The important role of social protection programming (especially cash/in-kind transfers and cash or food for work) in responding to humanitarian crises has been gaining increasing recognition, and most recently not least because of the compounding effects of the Covid-19 pandemic. The role of social protection in addressing gender- and lifecycle-specific risks and vulnerabilities has similarly gained traction.
However, there has been limited discussion on how responsive such programming is to young people’s multi-dimensional vulnerabilities in humanitarian contexts – despite the fact that adolescents and youth are disproportionately affected by humanitarian crises.

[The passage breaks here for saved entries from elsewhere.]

// This Source Code Form is subject to the terms of the Mozilla Public
// License, v. 2.0. If a copy of the MPL was not distributed with this
// file, You can obtain one at http://mozilla.org/MPL/2.0/.

//! Error type for all cbc-tools-related errors. This should be the *only*
//! error enum that is publicly visible.

use thiserror::Error;

use super::{compare_pos::ComparePosArgsError, followup_dag::FollowupDagArgsError};
use crate::{
    compare::CompareError,
    followup::FollowupError,
    io::AcquireError,
    params::ComparePosError,
    plotting::DrawError,
    posterior::{InjectionError, ReadSampleTableError},
};

/// The *only* publicly visible error from cbc-tools.
#[derive(Error, Debug)]
pub enum CbcToolsError {
    /// An error related to compare-pos arguments or the comparison itself.
    #[error("{0}")]
    ComparePos(String),

    /// An error related to reading posterior sample tables.
    #[error("{0}\n\nSample files are whitespace-delimited tables with a header line of parameter names.")]
    Posterior(String),

    /// An error related to getting posterior samples.
    #[error("{0}")]
    Acquire(String),

    /// An error related to injections.
    #[error("{0}")]
    Injection(String),

    /// An error related to plotting.
    #[error("{0}")]
    Plotting(String),

    /// An error related to followup-dag.
    #[error("{0}")]
    Followup(String),

    /// An error related to argument files.
    #[error("{0}")]
    ArgFile(String),

    /// A generic error that can't be clarified further, e.g. IO errors.
    #[error("{0}")]
    Generic(String),
}

// When changing the error propagation below, ensure `Self::from(e)` uses the
// correct `e`!

impl From<ComparePosArgsError> for CbcToolsError {
    fn from(e: ComparePosArgsError) -> Self {
        let s = e.to_string();
        match e {
            ComparePosArgsError::NoPosteriors | ComparePosArgsError::DuplicateName(_) => {
                Self::ComparePos(s)
            }
            ComparePosArgsError::Acquire(e) => Self::from(e),
        }
    }
}

impl From<ComparePosError> for CbcToolsError {
    fn from(e: ComparePosError) -> Self {
        let s = e.to_string();
        match e {
            ComparePosError::Injection(e) => Self::from(e),
            ComparePosError::Acquire(e) => Self::from(e),
            ComparePosError::Read { .. } => Self::Posterior(s),
            ComparePosError::Compare(e) => Self::from(e),
            ComparePosError::Draw(e) => Self::from(e),
            ComparePosError::CreateDir { .. } | ComparePosError::IO(_) => Self::Generic(s),
        }
    }
}

impl From<FollowupDagArgsError> for CbcToolsError {
    fn from(e: FollowupDagArgsError) -> Self {
        Self::Followup(e.to_string())
    }
}

// Library errors.

impl From<CompareError> for CbcToolsError {
    fn from(e: CompareError) -> Self {
        Self::ComparePos(e.to_string())
    }
}

impl From<ReadSampleTableError> for CbcToolsError {
    fn from(e: ReadSampleTableError) -> Self {
        Self::Posterior(e.to_string())
    }
}

impl From<InjectionError> for CbcToolsError {
    fn from(e: InjectionError) -> Self {
        Self::Injection(e.to_string())
    }
}

impl From<AcquireError> for CbcToolsError {
    fn from(e: AcquireError) -> Self {
        Self::Acquire(e.to_string())
    }
}

impl From<DrawError> for CbcToolsError {
    fn from(e: DrawError) -> Self {
        Self::Plotting(e.to_string())
    }
}

impl From<FollowupError> for CbcToolsError {
    fn from(e: FollowupError) -> Self {
        let s = e.to_string();
        match e {
            FollowupError::Read { .. }
            | FollowupError::Parse { .. }
            | FollowupError::QscanOutput { .. }
            | FollowupError::NoTriggers
            | FollowupError::Node(_) => Self::Followup(s),
            FollowupError::LogFile { .. }
            | FollowupError::CreateDir { .. }
            | FollowupError::Write { .. } => Self::Generic(s),
        }
    }
}

impl From<std::io::Error> for CbcToolsError {
    fn from(e: std::io::Error) -> Self {
        Self::Generic(e.to_string())
    }
}
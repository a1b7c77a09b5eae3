// This Source Code Form is subject to the terms of the Mozilla Public
// License, v. 2.0. If a copy of the MPL was not distributed with this
// file, You can obtain one at http://mozilla.org/MPL/2.0/.

// Use the "built" crate to generate some useful build-time information,
// including the git hash and compiler version. The generated constants end up
// in the footer of the comparison page and in the start-up log lines.
fn main() {
    built::write_built_file().expect("Failed to acquire build-time information");
}
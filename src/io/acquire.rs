// This Source Code Form is subject to the terms of the Mozilla Public
// License, v. 2.0. If a copy of the MPL was not distributed with this
// file, You can obtain one at http://mozilla.org/MPL/2.0/.

use std::{
    fmt::Display,
    path::{Path, PathBuf},
    process::Command,
    str::FromStr,
};

use log::{debug, info, trace};

use super::AcquireError;
use crate::constants::POSTERIOR_SAMPLES_FILE;

/// Where a run's posterior samples come from.
#[derive(Debug, Clone, PartialEq, Eq)]
pub enum PosteriorSource {
    /// A sample file, or a directory containing one.
    Local(PathBuf),

    /// An HTTP(S) URL of a post-processing web page or its directory.
    Http(String),
}

impl FromStr for PosteriorSource {
    type Err = AcquireError;

    fn from_str(s: &str) -> Result<Self, Self::Err> {
        let (scheme, rest) = match s.split_once("://") {
            Some(split) => split,
            None => return Ok(Self::Local(PathBuf::from(s))),
        };
        match scheme.to_lowercase().as_str() {
            "http" | "https" => Ok(Self::Http(s.to_string())),
            "file" => Ok(Self::Local(PathBuf::from(rest))),
            _ => Err(AcquireError::UnknownScheme {
                scheme: scheme.to_string(),
                url: s.to_string(),
            }),
        }
    }
}

impl Display for PosteriorSource {
    fn fmt(&self, f: &mut std::fmt::Formatter<'_>) -> std::fmt::Result {
        match self {
            Self::Local(p) => write!(f, "{}", p.display()),
            Self::Http(u) => write!(f, "{u}"),
        }
    }
}

/// The URL of the sample file belonging to a post-processing page. A trailing
/// file name (e.g. `posplots.html`) is dropped, as are any query and fragment.
pub fn samples_url(url: &str) -> Result<String, AcquireError> {
    let (scheme, rest) = url.split_once("://").ok_or_else(|| AcquireError::UnknownScheme {
        scheme: String::new(),
        url: url.to_string(),
    })?;
    let rest = rest
        .split(|c: char| c == '?' || c == '#')
        .next()
        .unwrap_or_default();
    let (host, path) = match rest.find('/') {
        Some(i) => rest.split_at(i),
        None => (rest, ""),
    };
    if host.is_empty() {
        return Err(AcquireError::NoHost(url.to_string()));
    }

    let dir = match path.rsplit_once('/') {
        Some((head, tail)) if !tail.is_empty() => head,
        _ => path,
    };
    Ok(format!(
        "{scheme}://{host}{}/{POSTERIOR_SAMPLES_FILE}",
        dir.trim_end_matches('/')
    ))
}

/// Something that can fetch a URL into a file.
pub trait Downloader {
    fn download(&self, url: &str, dest: &Path) -> Result<(), AcquireError>;
}

impl<D: Downloader + ?Sized> Downloader for &D {
    fn download(&self, url: &str, dest: &Path) -> Result<(), AcquireError> {
        (**self).download(url, dest)
    }
}

/// Downloads with the `wget` executable.
#[derive(Debug, Clone, Default)]
pub struct Wget {
    /// A username and password. Certificates aren't checked when these are
    /// given.
    pub credentials: Option<(String, String)>,
}

impl Wget {
    pub(super) fn args(&self, url: &str, dest: &Path) -> Vec<String> {
        let mut args = vec![
            url.to_string(),
            "-O".to_string(),
            dest.display().to_string(),
        ];
        if let Some((user, password)) = &self.credentials {
            args.extend([
                "--user".to_string(),
                user.clone(),
                "--password".to_string(),
                password.clone(),
                "--no-check-certificate".to_string(),
            ]);
        }
        args
    }
}

impl Downloader for Wget {
    fn download(&self, url: &str, dest: &Path) -> Result<(), AcquireError> {
        info!("Downloading {url}");
        let status = Command::new("wget")
            .args(self.args(url, dest))
            .status()
            .map_err(|err| AcquireError::Wget {
                url: url.to_string(),
                err,
            })?;
        if !status.success() {
            return Err(AcquireError::Download {
                url: url.to_string(),
                status: status.to_string(),
            });
        }
        Ok(())
    }
}

/// Turns [PosteriorSource]s into local files, caching downloads.
pub struct Acquirer<D: Downloader> {
    downloads_dir: PathBuf,
    reload: bool,
    downloader: D,
}

impl<D: Downloader> Acquirer<D> {
    /// If `reload` is set, cached downloads are thrown away and fetched again.
    pub fn new(downloads_dir: PathBuf, reload: bool, downloader: D) -> Self {
        Self {
            downloads_dir,
            reload,
            downloader,
        }
    }

    /// Where a run's download is cached. Path separators in the run name are
    /// replaced so the file always lands directly in the downloads directory.
    pub fn cache_file(&self, run_name: &str) -> PathBuf {
        let stem: String = run_name
            .chars()
            .map(|c| if std::path::is_separator(c) || c == '\\' { '_' } else { c })
            .collect();
        self.downloads_dir.join(format!("{stem}.dat"))
    }

    /// Get the sample file for a run.
    pub fn acquire(&self, run_name: &str, source: &PosteriorSource) -> Result<PathBuf, AcquireError> {
        match source {
            PosteriorSource::Local(p) => {
                let file = if p.is_dir() {
                    p.join(POSTERIOR_SAMPLES_FILE)
                } else {
                    p.clone()
                };
                trace!("Run '{run_name}' uses local file {}", file.display());
                Ok(file)
            }

            PosteriorSource::Http(url) => {
                let url = samples_url(url)?;
                let cache = self.cache_file(run_name);
                let cached = cache.exists();

                if self.reload && cached {
                    debug!("Removing cached download {}", cache.display());
                    std::fs::remove_file(&cache).map_err(|err| AcquireError::RemoveCache {
                        file: cache.display().to_string(),
                        err,
                    })?;
                }
                if self.reload || !cached {
                    std::fs::create_dir_all(&self.downloads_dir).map_err(|err| {
                        AcquireError::CreateDownloadsDir {
                            dir: self.downloads_dir.display().to_string(),
                            err,
                        }
                    })?;
                    self.downloader.download(&url, &cache)?;
                } else {
                    debug!("Using cached download {} for {url}", cache.display());
                }
                Ok(cache)
            }
        }
    }
}
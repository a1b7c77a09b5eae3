// This Source Code Form is subject to the terms of the Mozilla Public
// License, v. 2.0. If a copy of the MPL was not distributed with this
// file, You can obtain one at http://mozilla.org/MPL/2.0/.

use approx::assert_abs_diff_eq;

use super::*;

fn ramp(n: usize) -> Vec<f64> {
    (0..n).map(|i| i as f64).collect()
}

#[test]
fn test_prob_interval_coverage() {
    // Shuffled input shouldn't matter.
    let mut samples = ramp(1000);
    samples.reverse();
    for cl in [0.5, 0.67, 0.9, 0.95, 0.999] {
        let (lo, hi) = prob_interval(&samples, cl).unwrap();
        assert!(lo <= hi);
        let inside = samples.iter().filter(|&&s| lo <= s && s <= hi).count();
        let expected = (cl * 1000.0_f64).ceil() as usize;
        assert_eq!(inside, expected, "cl = {cl}");
    }
}

#[test]
fn test_prob_interval_is_centred() {
    let samples = ramp(101);
    let (lo, hi) = prob_interval(&samples, 0.5).unwrap();
    // 51 samples, with 25 left out on each side.
    assert_abs_diff_eq!(lo, 25.0);
    assert_abs_diff_eq!(hi, 75.0);
}

#[test]
fn test_prob_interval_small_inputs() {
    let (lo, hi) = prob_interval(&[3.0], 0.9).unwrap();
    assert_abs_diff_eq!(lo, 3.0);
    assert_abs_diff_eq!(hi, 3.0);

    // A tiny confidence level still gives a single sample.
    let (lo, hi) = prob_interval(&ramp(10), 1e-6).unwrap();
    assert_abs_diff_eq!(lo, hi);
}

#[test]
fn test_prob_interval_errors() {
    for cl in [0.0, 1.0, -0.1, 1.5, f64::NAN] {
        assert!(matches!(
            prob_interval(&ramp(10), cl),
            Err(StatsError::InvalidConfidenceLevel(_))
        ));
    }
    assert_eq!(prob_interval(&[], 0.9), Err(StatsError::NoSamples));
    assert_eq!(
        prob_interval(&[1.0, f64::NAN], 0.9),
        Err(StatsError::NonFiniteSamples)
    );
}

#[test]
fn test_kde_integrates_to_one() {
    let samples: Vec<f64> = (0..200).map(|i| ((i * 37) % 200) as f64 / 20.0).collect();
    let kde = GaussianKde::new(&samples).unwrap();
    assert!(kde.bandwidth() > 0.0);

    let xs = linspace(-20.0, 30.0, 5001);
    let dx = xs[1] - xs[0];
    let integral: f64 = kde.evaluate(&xs).iter().sum::<f64>() * dx;
    assert_abs_diff_eq!(integral, 1.0, epsilon = 1e-3);
}

#[test]
fn test_kde_bandwidth_uses_scotts_rule() {
    let samples = [1.0, 2.0, 3.0, 4.0, 5.0];
    let kde = GaussianKde::new(&samples).unwrap();
    // Sample standard deviation of 1..=5 is sqrt(2.5).
    let expected = 5.0_f64.powf(-0.2) * 2.5_f64.sqrt();
    assert_abs_diff_eq!(kde.bandwidth(), expected, epsilon = 1e-12);
}

#[test]
fn test_kde_degenerate() {
    assert!(matches!(
        GaussianKde::new(&[1.0]),
        Err(StatsError::DegenerateSamples { num_samples: 1, .. })
    ));
    assert!(matches!(
        GaussianKde::new(&[2.0, 2.0, 2.0]),
        Err(StatsError::DegenerateSamples { num_samples: 3, .. })
    ));
}

#[test]
fn test_histogram_is_normalised() {
    let samples: Vec<f64> = (0..500).map(|i| (i as f64 * 0.7).sin()).collect();
    let hist = StepHistogram::new(&samples, 100).unwrap();
    assert_eq!(hist.edges.len(), 101);
    assert_eq!(hist.densities.len(), 100);
    let integral: f64 = hist
        .densities
        .iter()
        .zip(hist.edges.windows(2))
        .map(|(d, e)| d * (e[1] - e[0]))
        .sum();
    assert_abs_diff_eq!(integral, 1.0, epsilon = 1e-10);
    assert!(hist.max_density() > 0.0);

    let points = hist.step_points();
    assert_eq!(points.len(), 202);
    assert_abs_diff_eq!(points[0].1, 0.0);
    assert_abs_diff_eq!(points[201].1, 0.0);
}

#[test]
fn test_histogram_of_identical_samples() {
    let hist = StepHistogram::new(&[4.0; 10], 10).unwrap();
    assert_abs_diff_eq!(hist.edges[0], 3.5);
    assert_abs_diff_eq!(hist.edges[10], 4.5, epsilon = 1e-12);
    assert_abs_diff_eq!(hist.max_density(), 10.0, epsilon = 1e-10);

    assert_eq!(StepHistogram::new(&[1.0], 0), Err(StatsError::NoBins));
}

#[test]
fn test_linspace() {
    assert_eq!(linspace(0.0, 1.0, 5), [0.0, 0.25, 0.5, 0.75, 1.0]);
    assert_eq!(linspace(2.0, 3.0, 1), [2.0]);
    assert!(linspace(2.0, 3.0, 0).is_empty());
}

/// 100 samples: 50 in one bin, 30 in a second and 20 in a third.
fn clustered() -> (Vec<f64>, Vec<f64>) {
    let mut xs = vec![];
    let mut ys = vec![];
    for (x, y, n) in [(0.25, 0.25, 50), (1.25, 0.25, 30), (2.25, 2.25, 20)] {
        xs.extend(std::iter::repeat(x).take(n));
        ys.extend(std::iter::repeat(y).take(n));
    }
    (xs, ys)
}

#[test]
fn test_greedy_regions() {
    let (xs, ys) = clustered();
    let bins = GreedyBins2D::new(&xs, &ys, (0.5, 0.5), None).unwrap();
    assert_eq!(bins.shape(), (5, 5));
    assert_eq!(bins.counts().sum(), 100);

    assert_eq!(bins.region(0.5).unwrap().len(), 1);
    assert_eq!(bins.region(0.51).unwrap().len(), 2);
    assert_eq!(bins.region(0.8).unwrap().len(), 2);
    assert_eq!(bins.region(0.95).unwrap().len(), 3);
    assert_eq!(bins.region(1.0).unwrap().len(), 3);
    assert_abs_diff_eq!(bins.area(0.8).unwrap(), 0.5);
    assert!(bins.injection_confidence().is_none());
}

#[test]
fn test_greedy_regions_are_nested() {
    let xs: Vec<f64> = (0..1000).map(|i| ((i * 7919) % 1000) as f64 / 100.0).collect();
    let ys: Vec<f64> = (0..1000).map(|i| ((i * 104_729) % 997) as f64 / 100.0).collect();
    let bins = GreedyBins2D::new(&xs, &ys, (1.0, 1.0), None).unwrap();

    let mut previous: &[(usize, usize)] = &[];
    for cl in [0.1, 0.5, 0.67, 0.9, 0.95, 1.0] {
        let region = bins.region(cl).unwrap();
        assert!(region.len() >= previous.len());
        assert_eq!(&region[..previous.len()], previous);
        let covered: u32 = region.iter().map(|ij| bins.counts()[*ij]).sum();
        assert!(covered as f64 >= cl * 1000.0);
        previous = region;
    }
}

#[test]
fn test_greedy_injection_confidence() {
    let (xs, ys) = clustered();
    let bins = GreedyBins2D::new(&xs, &ys, (0.5, 0.5), Some((1.3, 0.3))).unwrap();
    assert_abs_diff_eq!(bins.injection_confidence().unwrap(), 0.8);

    let bins = GreedyBins2D::new(&xs, &ys, (0.5, 0.5), Some((0.3, 0.3))).unwrap();
    assert_abs_diff_eq!(bins.injection_confidence().unwrap(), 0.5);

    // Outside the grid.
    let bins = GreedyBins2D::new(&xs, &ys, (0.5, 0.5), Some((-3.0, 0.0))).unwrap();
    assert!(bins.injection_confidence().is_none());

    // Inside the grid, but in an empty bin.
    let bins = GreedyBins2D::new(&xs, &ys, (0.5, 0.5), Some((1.3, 2.3))).unwrap();
    assert!(bins.injection_confidence().is_none());
}

#[test]
fn test_greedy_outline_of_single_bin() {
    let bins = GreedyBins2D::new(&[0.2, 0.3], &[0.2, 0.3], (1.0, 1.0), None).unwrap();
    let outline = bins.region_outline(0.9).unwrap();
    assert_eq!(outline.len(), 4);
    let ((x0, y0), (x1, y1)) = bins.bin_corners((0, 0));
    assert_abs_diff_eq!(x0, 0.2);
    assert_abs_diff_eq!(y0, 0.2);
    assert_abs_diff_eq!(x1, 1.2, epsilon = 1e-12);
    assert_abs_diff_eq!(y1, 1.2, epsilon = 1e-12);
}

#[test]
fn test_greedy_errors() {
    assert_eq!(
        GreedyBins2D::new(&[1.0, 2.0], &[1.0], (1.0, 1.0), None).unwrap_err(),
        StatsError::LengthMismatch { x: 2, y: 1 }
    );
    assert_eq!(
        GreedyBins2D::new(&[1.0], &[1.0], (0.0, 1.0), None).unwrap_err(),
        StatsError::InvalidBinWidth(0.0)
    );
    assert!(matches!(
        GreedyBins2D::new(&[0.0, 1e6], &[0.0, 1e6], (0.1, 0.1), None),
        Err(StatsError::TooManyBins(_))
    ));
    // A range too big to count in a usize.
    assert!(matches!(
        GreedyBins2D::new(&[0.0, 1e20, 5.0], &[0.0, 1.0, 0.5], (1.0, 0.1), None),
        Err(StatsError::TooManyBins(_))
    ));

    let bins = GreedyBins2D::new(&[1.0], &[1.0], (1.0, 1.0), None).unwrap();
    assert!(bins.region(0.0).is_err());
    assert!(bins.region(1.01).is_err());
}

This seminar will reflect on this important nexus, drawing in particular on research carried out in Jordan in camps and host communities annually between 2017 and 2020 (including after the onset of the pandemic) and using a gender and adolescence lens. It considers how far adolescents and their gendered vulnerabilities have been included in programme design, as well as monitoring and evaluation (M&E). It will conclude by outlining implications for programming and policy, with suggestions on how programming can be strengthened to realise the rights and capabilities of adolescent girls and boys, and to advance progress towards the Sustainable Development Goals (SDGs), including poverty eradication (SDG 1), health and wellbeing (SDG 3), quality education (SDG 4), gender equality (SDG 5) and reducing inequality (SDG 10).